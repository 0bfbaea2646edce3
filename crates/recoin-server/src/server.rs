use std::sync::Arc;
use std::time::Duration;

use axum::extract::ws::{WebSocket, WebSocketUpgrade};
use axum::extract::State;
use axum::response::IntoResponse;
use axum::routing::get;
use axum::Router;
use tokio::sync::{broadcast, mpsc};
use tower_http::cors::CorsLayer;
use tower_http::timeout::TimeoutLayer;

use recoin_core::events::ChatEvent;
use recoin_engine::ThreadEngine;
use recoin_store::Database;

use crate::client::{self, ClientId, ClientRegistry};
use crate::event_bridge;
use crate::handlers::HandlerState;
use crate::rpc::{RpcRequest, RpcResponse};

/// Server configuration.
pub struct ServerConfig {
    pub port: u16,
    pub max_send_queue: usize,
    pub request_timeout_secs: u64,
}

impl Default for ServerConfig {
    fn default() -> Self {
        Self {
            port: 9192,
            max_send_queue: 256,
            request_timeout_secs: 30,
        }
    }
}

/// Shared application state passed to Axum handlers.
#[derive(Clone)]
pub struct AppState {
    pub handler_state: Arc<HandlerState>,
    pub client_registry: Arc<ClientRegistry>,
    pub message_tx: mpsc::Sender<(ClientId, String)>,
}

/// Build the Axum router with all routes.
///
/// The timeout covers the HTTP request cycle only; upgraded WebSocket
/// connections live as long as the client keeps answering pings.
pub fn build_router(state: AppState, request_timeout: Duration) -> Router {
    Router::new()
        .route("/ws", get(ws_handler))
        .route("/health", get(health_handler))
        .with_state(state)
        .layer(TimeoutLayer::new(request_timeout))
        .layer(CorsLayer::permissive())
}

/// Create and start the server. Returns a handle to shut it down.
pub async fn start(
    config: ServerConfig,
    db: Database,
    engine: Arc<ThreadEngine>,
    event_tx: broadcast::Sender<ChatEvent>,
) -> Result<ServerHandle, std::io::Error> {
    let client_registry = Arc::new(ClientRegistry::new(config.max_send_queue));

    // Start event bridge
    let bridge_rx = event_tx.subscribe();
    let bridge_handle = event_bridge::create_bridge(Arc::clone(&client_registry), bridge_rx);

    // Start dead-client cleanup task (every 60s)
    let _cleanup = client::start_cleanup_task(
        Arc::clone(&client_registry),
        std::time::Duration::from_secs(60),
    );

    // Message processing channel
    let (msg_tx, msg_rx) = mpsc::channel::<(ClientId, String)>(1024);

    let handler_state = Arc::new(HandlerState::new(db, engine));

    let app_state = AppState {
        handler_state: Arc::clone(&handler_state),
        client_registry: Arc::clone(&client_registry),
        message_tx: msg_tx,
    };

    // Start RPC message processor
    let rpc_state = Arc::clone(&handler_state);
    let rpc_registry = Arc::clone(&client_registry);
    let rpc_handle = tokio::spawn(process_rpc_messages(msg_rx, rpc_state, rpc_registry));

    let router = build_router(app_state, Duration::from_secs(config.request_timeout_secs));
    let addr = format!("0.0.0.0:{}", config.port);
    let listener = tokio::net::TcpListener::bind(&addr).await?;
    let local_addr = listener.local_addr()?;

    tracing::info!(port = local_addr.port(), "Recoin chat server started");

    let server_handle = tokio::spawn(async move {
        axum::serve(listener, router).await.ok();
    });

    Ok(ServerHandle {
        port: local_addr.port(),
        _server: server_handle,
        _bridge: bridge_handle,
        _rpc: rpc_handle,
        _cleanup,
    })
}

/// Handle returned by `start()`. Dropping it tears the tasks down.
pub struct ServerHandle {
    pub port: u16,
    _server: tokio::task::JoinHandle<()>,
    _bridge: tokio::task::JoinHandle<()>,
    _rpc: tokio::task::JoinHandle<()>,
    _cleanup: tokio::task::JoinHandle<()>,
}

/// WebSocket upgrade handler.
async fn ws_handler(ws: WebSocketUpgrade, State(state): State<AppState>) -> impl IntoResponse {
    ws.on_upgrade(move |socket| handle_socket(socket, state))
}

/// Handle a new WebSocket connection.
async fn handle_socket(socket: WebSocket, state: AppState) {
    let (client_id, rx) = state.client_registry.register();
    tracing::info!(client_id = %client_id, "WebSocket client connected");

    client::handle_ws_connection(
        socket,
        client_id,
        rx,
        state.client_registry,
        state.message_tx,
    )
    .await;
}

/// Health check HTTP endpoint.
async fn health_handler(State(state): State<AppState>) -> impl IntoResponse {
    let resp = crate::handlers::dispatch(
        &state.handler_state,
        "health",
        &serde_json::json!({}),
        None,
    )
    .await;

    let status = resp
        .result
        .as_ref()
        .and_then(|r| r.get("status"))
        .and_then(|s| s.as_str())
        .unwrap_or("unknown");

    let http_status = if status == "healthy" {
        axum::http::StatusCode::OK
    } else {
        axum::http::StatusCode::SERVICE_UNAVAILABLE
    };

    (http_status, axum::Json(resp.result.unwrap_or_default()))
}

/// Process incoming RPC messages from WebSocket clients.
async fn process_rpc_messages(
    mut rx: mpsc::Receiver<(ClientId, String)>,
    state: Arc<HandlerState>,
    registry: Arc<ClientRegistry>,
) {
    while let Some((client_id, raw_message)) = rx.recv().await {
        let request: RpcRequest = match serde_json::from_str(&raw_message) {
            Ok(req) => req,
            Err(_) => {
                let resp = RpcResponse::parse_error();
                if let Ok(json) = serde_json::to_string(&resp) {
                    registry.send_to(&client_id, json);
                }
                continue;
            }
        };

        let params = request.params.unwrap_or(serde_json::json!({}));
        let response = crate::handlers::dispatch(&state, &request.method, &params, request.id).await;

        if let Ok(json) = serde_json::to_string(&response) {
            registry.send_to(&client_id, json);
        }
    }
}

#[cfg(test)]
mod tests {
    use super::*;

    fn setup() -> (Database, Arc<ThreadEngine>, broadcast::Sender<ChatEvent>) {
        let db = Database::in_memory().unwrap();
        let (event_tx, _) = broadcast::channel(100);
        let engine = Arc::new(ThreadEngine::new(db.clone(), event_tx.clone()));
        (db, engine, event_tx)
    }

    #[tokio::test]
    async fn server_starts_and_serves_health() {
        let (db, engine, event_tx) = setup();

        let config = ServerConfig {
            port: 0, // Random port
            ..Default::default()
        };

        let handle = start(config, db, engine, event_tx).await.unwrap();
        assert!(handle.port > 0);

        // Test health endpoint
        let url = format!("http://127.0.0.1:{}/health", handle.port);
        let resp = reqwest::get(&url).await.unwrap();
        assert_eq!(resp.status(), 200);

        let body: serde_json::Value = resp.json().await.unwrap();
        assert_eq!(body["status"], "healthy");
    }

    #[test]
    fn build_router_creates_routes() {
        let (db, engine, _event_tx) = setup();
        let handler_state = Arc::new(HandlerState::new(db, engine));
        let client_registry = Arc::new(ClientRegistry::new(32));
        let (msg_tx, _) = mpsc::channel(32);

        let state = AppState {
            handler_state,
            client_registry,
            message_tx: msg_tx,
        };

        let _router = build_router(state, Duration::from_secs(30));
        // If this doesn't panic, the router was built successfully
    }
}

○ ○ ○ ○ ○ ○ ○

• _What you are asked to do_: Restate every entry above word for word.

• _Answer to the exercise_:
repository 0bfbaea2646edce3
filename crates/recoin-server/src/server.rs
use std::sync::Arc;
use std::time::Duration;

use axum::extract::ws::{WebSocket, WebSocketUpgrade};
use axum::extract::State;
use axum::response::IntoResponse;
use axum::routing::get;
use axum::Router;
use tokio::sync::{broadcast, mpsc};
use tower_http::cors::CorsLayer;
use tower_http::timeout::TimeoutLayer;

use recoin_core::events::ChatEvent;
use recoin_engine::ThreadEngine;
use recoin_store::Database;

use crate::client::{self, ClientId, ClientRegistry};
use crate::event_bridge;
use crate::handlers::HandlerState;
use crate::rpc::{RpcRequest, RpcResponse};

/// Server configuration.
pub struct ServerConfig {
    pub port: u16,
    pub max_send_queue: usize,
    pub request_timeout_secs: u64,
}

impl Default for ServerConfig {
    fn default() -> Self {
        Self {
            port: 9192,
            max_send_queue: 256,
            request_timeout_secs: 30,
        }
    }
}

/// Shared application state passed to Axum handlers.
#[derive(Clone)]
pub struct AppState {
    pub handler_state: Arc<HandlerState>,
    pub client_registry: Arc<ClientRegistry>,
    pub message_tx: mpsc::Sender<(ClientId, String)>,
}

/// Build the Axum router with all routes.
///
/// The timeout covers the HTTP request cycle only; upgraded WebSocket
/// connections live as long as the client keeps answering pings.
pub fn build_router(state: AppState, request_timeout: Duration) -> Router {
    Router::new()
        .route("/ws", get(ws_handler))
        .route("/health", get(health_handler))
        .with_state(state)
        .layer(TimeoutLayer::new(request_timeout))
        .layer(CorsLayer::permissive())
}

/// Create and start the server. Returns a handle to shut it down.
pub async fn start(
    config: ServerConfig,
    db: Database,
    engine: Arc<ThreadEngine>,
    event_tx: broadcast::Sender<ChatEvent>,
) -> Result<ServerHandle, std::io::Error> {
    let client_registry = Arc::new(ClientRegistry::new(config.max_send_queue));

    // Start event bridge
    let bridge_rx = event_tx.subscribe();
    let bridge_handle = event_bridge::create_bridge(Arc::clone(&client_registry), bridge_rx);

    // Start dead-client cleanup task (every 60s)
    let _cleanup = client::start_cleanup_task(
        Arc::clone(&client_registry),
        std::time::Duration::from_secs(60),
    );

    // Message processing channel
    let (msg_tx, msg_rx) = mpsc::channel::<(ClientId, String)>(1024);

    let handler_state = Arc::new(HandlerState::new(db, engine));

    let app_state = AppState {
        handler_state: Arc::clone(&handler_state),
        client_registry: Arc::clone(&client_registry),
        message_tx: msg_tx,
    };

    // Start RPC message processor
    let rpc_state = Arc::clone(&handler_state);
    let rpc_registry = Arc::clone(&client_registry);
    let rpc_handle = tokio::spawn(process_rpc_messages(msg_rx, rpc_state, rpc_registry));

    let router = build_router(app_state, Duration::from_secs(config.request_timeout_secs));
    let addr = format!("0.0.0.0:{}", config.port);
    let listener = tokio::net::TcpListener::bind(&addr).await?;
    let local_addr = listener.local_addr()?;

    tracing::info!(port = local_addr.port(), "Recoin chat server started");

    let server_handle = tokio::spawn(async move {
        axum::serve(listener, router).await.ok();
    });

    Ok(ServerHandle {
        port: local_addr.port(),
        _server: server_handle,
        _bridge: bridge_handle,
        _rpc: rpc_handle,
        _cleanup,
    })
}

/// Handle returned by `start()`. Dropping it tears the tasks down.
pub struct ServerHandle {
    pub port: u16,
    _server: tokio::task::JoinHandle<()>,
    _bridge: tokio::task::JoinHandle<()>,
    _rpc: tokio::task::JoinHandle<()>,
    _cleanup: tokio::task::JoinHandle<()>,
}

/// WebSocket upgrade handler.
async fn ws_handler(ws: WebSocketUpgrade, State(state): State<AppState>) -> impl IntoResponse {
    ws.on_upgrade(move |socket| handle_socket(socket, state))
}

/// Handle a new WebSocket connection.
async fn handle_socket(socket: WebSocket, state: AppState) {
    let (client_id, rx) = state.client_registry.register();
    tracing::info!(client_id = %client_id, "WebSocket client connected");

    client::handle_ws_connection(
        socket,
        client_id,
        rx,
        state.client_registry,
        state.message_tx,
    )
    .await;
}

/// Health check HTTP endpoint.
async fn health_handler(State(state): State<AppState>) -> impl IntoResponse {
    let resp = crate::handlers::dispatch(
        &state.handler_state,
        "health",
        &serde_json::json!({}),
        None,
    )
    .await;

    let status = resp
        .result
        .as_ref()
        .and_then(|r| r.get("status"))
        .and_then(|s| s.as_str())
        .unwrap_or("unknown");

    let http_status = if status == "healthy" {
        axum::http::StatusCode::OK
    } else {
        axum::http::StatusCode::SERVICE_UNAVAILABLE
    };

    (http_status, axum::Json(resp.result.unwrap_or_default()))
}

/// Process incoming RPC messages from WebSocket clients.
async fn process_rpc_messages(
    mut rx: mpsc::Receiver<(ClientId, String)>,
    state: Arc<HandlerState>,
    registry: Arc<ClientRegistry>,
) {
    while let Some((client_id, raw_message)) = rx.recv().await {
        let request: RpcRequest = match serde_json::from_str(&raw_message) {
            Ok(req) => req,
            Err(_) => {
                let resp = RpcResponse::parse_error();
                if let Ok(json) = serde_json::to_string(&resp) {
                    registry.send_to(&client_id, json);
                }
                continue;
            }
        };

        let params = request.params.unwrap_or(serde_json::json!({}));
        let response = crate::handlers::dispatch(&state, &request.method, &params, request.id).await;

        if let Ok(json) = serde_json::to_string(&response) {
            registry.send_to(&client_id, json);
        }
    }
}

#[cfg(test)]
mod tests {
    use super::*;

    fn setup() -> (Database, Arc<ThreadEngine>, broadcast::Sender<ChatEvent>) {
        let db = Database::in_memory().unwrap();
        let (event_tx, _) = broadcast::channel(100);
        let engine = Arc::new(ThreadEngine::new(db.clone(), event_tx.clone()));
        (db, engine, event_tx)
    }

    #[tokio::test]
    async fn server_starts_and_serves_health() {
        let (db, engine, event_tx) = setup();

        let config = ServerConfig {
            port: 0, // Random port
            ..Default::default()
        };

        let handle = start(config, db, engine, event_tx).await.unwrap();
        assert!(handle.port > 0);

        // Test health endpoint
        let url = format!("http://127.0.0.1:{}/health", handle.port);
        let resp = reqwest::get(&url).await.unwrap();
        assert_eq!(resp.status(), 200);

        let body: serde_json::Value = resp.json().await.unwrap();
        assert_eq!(body["status"], "healthy");
    }

    #[test]
    fn build_router_creates_routes() {
        let (db, engine, _event_tx) = setup();
        let handler_state = Arc::new(HandlerState::new(db, engine));
        let client_registry = Arc::new(ClientRegistry::new(32));
        let (msg_tx, _) = mpsc::channel(32);

        let state = AppState {
            handler_state,
            client_registry,
            message_tx: msg_tx,
        };

        let _router = build_router(state, Duration::from_secs(30));
        // If this doesn't panic, the router was built successfully
    }
}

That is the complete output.